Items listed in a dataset
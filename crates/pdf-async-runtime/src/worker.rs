use crate::error::{Result, RuntimeError};
use crate::{PdfCommand, PdfUpdate};
use pdf_pages::{Engine, Operation, OutcomeDetail, OutputFile, SourceFile};
use pdf_thumbnails::ThumbnailCache;
use pdf_workbench::{Action, EntryId, Workbench};
use std::path::{Path, PathBuf};
use std::sync::Arc;
use tokio::sync::mpsc;

/// Front-end handle to a running worker task
#[derive(Debug, Clone)]
pub struct Worker {
    command_tx: mpsc::UnboundedSender<PdfCommand>,
}

impl Worker {
    /// Spawn the worker on the current runtime
    pub fn spawn(engine: Engine) -> (Self, mpsc::UnboundedReceiver<PdfUpdate>) {
        let (command_tx, command_rx) = mpsc::unbounded_channel();
        let (update_tx, update_rx) = mpsc::unbounded_channel();
        tokio::spawn(worker_task(command_rx, update_tx, engine));
        (Self { command_tx }, update_rx)
    }

    pub fn send(&self, command: PdfCommand) -> Result<()> {
        self.command_tx
            .send(command)
            .map_err(|_| RuntimeError::Disconnected)
    }
}

/// State owned by the worker between commands
struct Session {
    workbench: Workbench,
    engine: Engine,
    thumbnails: Option<ThumbnailCache>,
}

/// Async worker task that processes PDF commands and sends updates
pub async fn worker_task(
    mut command_rx: mpsc::UnboundedReceiver<PdfCommand>,
    update_tx: mpsc::UnboundedSender<PdfUpdate>,
    engine: Engine,
) {
    let thumbnails = engine.rasterizer().cloned().map(ThumbnailCache::new);
    let mut session = Session {
        workbench: Workbench::new(),
        engine,
        thumbnails,
    };

    while let Some(cmd) = command_rx.recv().await {
        process_command(cmd, &mut session, &mut command_rx, &update_tx).await;
    }
}

async fn process_command(
    cmd: PdfCommand,
    session: &mut Session,
    command_rx: &mut mpsc::UnboundedReceiver<PdfCommand>,
    update_tx: &mpsc::UnboundedSender<PdfUpdate>,
) {
    match cmd {
        PdfCommand::AddFiles { paths } => {
            let mut files = Vec::with_capacity(paths.len());
            for path in paths {
                match SourceFile::read(&path).await {
                    Ok(file) => files.push(Arc::new(file)),
                    Err(e) => {
                        let _ = update_tx.send(PdfUpdate::Error {
                            message: format!("Failed to read {}: {}", path.display(), e),
                        });
                    }
                }
            }
            if files.is_empty() {
                return;
            }
            let ids = session.workbench.add_files(files);
            send_state(&session.workbench, update_tx);
            generate_thumbnails(session, ids, update_tx).await;
        }
        PdfCommand::Workbench(action) => {
            let resize = matches!(action, Action::SetThumbnailSize(_));
            session.workbench.dispatch(action);
            send_state(&session.workbench, update_tx);
            if resize {
                let ids = session.workbench.state().files.iter().map(|f| f.id).collect();
                generate_thumbnails(session, ids, update_tx).await;
            }
        }
        PdfCommand::GenerateThumbnails { mut ids } => {
            // Fold queued thumbnail requests into this one
            while let Ok(next_cmd) = command_rx.try_recv() {
                if let PdfCommand::GenerateThumbnails { ids: more } = next_cmd {
                    log::debug!("Merging queued thumbnail request");
                    for id in more {
                        if !ids.contains(&id) {
                            ids.push(id);
                        }
                    }
                } else {
                    // Can't put it back, so handle it before the thumbnails
                    Box::pin(process_command(next_cmd, session, command_rx, update_tx)).await;
                }
            }

            generate_thumbnails(session, ids, update_tx).await;
        }
        PdfCommand::MergeCollection { output_dir } => {
            let state = session.workbench.state();
            let chosen = if state.selection.is_empty() {
                state.files.iter().collect::<Vec<_>>()
            } else {
                state.selected_files()
            };
            let inputs = chosen.into_iter().map(|f| f.file.as_ref().clone()).collect();
            let result = run_operation(&session.engine, Operation::Merge, inputs, &output_dir).await;
            report(Operation::Merge.name(), result, update_tx);
        }
        PdfCommand::Execute {
            operation,
            inputs,
            output_dir,
        } => {
            let name = operation.name();
            let result = match read_inputs(&inputs).await {
                Ok(sources) => run_operation(&session.engine, operation, sources, &output_dir).await,
                Err(e) => Err(e),
            };
            report(name, result, update_tx);
        }
    }
}

fn send_state(workbench: &Workbench, update_tx: &mpsc::UnboundedSender<PdfUpdate>) {
    let _ = update_tx.send(PdfUpdate::StateChanged {
        state: workbench.state().clone(),
        can_undo: workbench.can_undo(),
        can_redo: workbench.can_redo(),
    });
}

/// Render previews for `ids` at the current thumbnail size and record the
/// outcome of each on its entry
async fn generate_thumbnails(
    session: &mut Session,
    ids: Vec<EntryId>,
    update_tx: &mpsc::UnboundedSender<PdfUpdate>,
) {
    let files: Vec<_> = ids
        .iter()
        .filter_map(|id| {
            session
                .workbench
                .state()
                .entry(*id)
                .map(|entry| (*id, Arc::clone(&entry.file)))
        })
        .collect();
    if files.is_empty() {
        return;
    }

    let Some(cache) = session.thumbnails.clone() else {
        for (id, _) in files {
            fail_thumbnail(&mut session.workbench, id, "No page renderer is configured".to_string(), update_tx);
        }
        send_state(&session.workbench, update_tx);
        return;
    };

    for (id, _) in &files {
        session
            .workbench
            .dispatch(Action::SetThumbnailLoading { id: *id, loading: true });
    }

    let total = files.len();
    let max_size = session.workbench.state().thumbnail_size.pixels();
    let results = cache.generate_batch(files, max_size).await;

    for (current, (id, result)) in results.into_iter().enumerate() {
        match result {
            Ok(thumbnail) => {
                let _ = update_tx.send(PdfUpdate::ThumbnailReady {
                    id,
                    width: thumbnail.width,
                    height: thumbnail.height,
                    page_count: thumbnail.page_count,
                });
                session.workbench.dispatch(Action::UpdateThumbnail {
                    id,
                    page_count: thumbnail.page_count,
                    thumbnail,
                });
            }
            Err(e) => fail_thumbnail(&mut session.workbench, id, e.to_string(), update_tx),
        }
        let _ = update_tx.send(PdfUpdate::Progress {
            operation: "thumbnails".to_string(),
            current: current + 1,
            total,
        });
    }
    send_state(&session.workbench, update_tx);
}

fn fail_thumbnail(
    workbench: &mut Workbench,
    id: EntryId,
    message: String,
    update_tx: &mpsc::UnboundedSender<PdfUpdate>,
) {
    log::warn!("Thumbnail for {} failed: {}", id, message);
    workbench.dispatch(Action::SetError {
        id,
        error: Some(message.clone()),
    });
    let _ = update_tx.send(PdfUpdate::ThumbnailFailed { id, message });
}

async fn read_inputs(paths: &[PathBuf]) -> Result<Vec<SourceFile>> {
    let mut sources = Vec::with_capacity(paths.len());
    for path in paths {
        sources.push(SourceFile::read(path).await?);
    }
    Ok(sources)
}

async fn run_operation(
    engine: &Engine,
    operation: Operation,
    inputs: Vec<SourceFile>,
    output_dir: &Path,
) -> Result<(Vec<PathBuf>, OutcomeDetail)> {
    let outcome = engine.execute_async(operation, inputs).await?;
    let paths = save_outputs(&outcome.files, output_dir).await?;
    Ok((paths, outcome.detail))
}

async fn save_outputs(files: &[OutputFile], output_dir: &Path) -> Result<Vec<PathBuf>> {
    if !files.is_empty() {
        tokio::fs::create_dir_all(output_dir)
            .await
            .map_err(pdf_pages::PagesError::from)?;
    }
    let mut paths = Vec::with_capacity(files.len());
    for file in files {
        paths.push(file.save_into(output_dir).await?);
    }
    Ok(paths)
}

fn report(
    operation: &str,
    result: Result<(Vec<PathBuf>, OutcomeDetail)>,
    update_tx: &mpsc::UnboundedSender<PdfUpdate>,
) {
    let update = match result {
        Ok((paths, detail)) => {
            log::info!("{} wrote {} file(s)", operation, paths.len());
            PdfUpdate::OperationComplete {
                operation: operation.to_string(),
                paths,
                detail,
            }
        }
        Err(e) => PdfUpdate::Error {
            message: format!("{} failed: {}", operation, e),
        },
    };
    let _ = update_tx.send(update);
}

__REQUIRED ACTION__
A copy of each line in the data above that holds the string "current" is needed.

__RESPONSE TO THIS TASK__
    /// Spawn the worker on the current runtime
/// Render previews for `ids` at the current thumbnail size and record the
    for (current, (id, result)) in results.into_iter().enumerate() {
            current: current + 1,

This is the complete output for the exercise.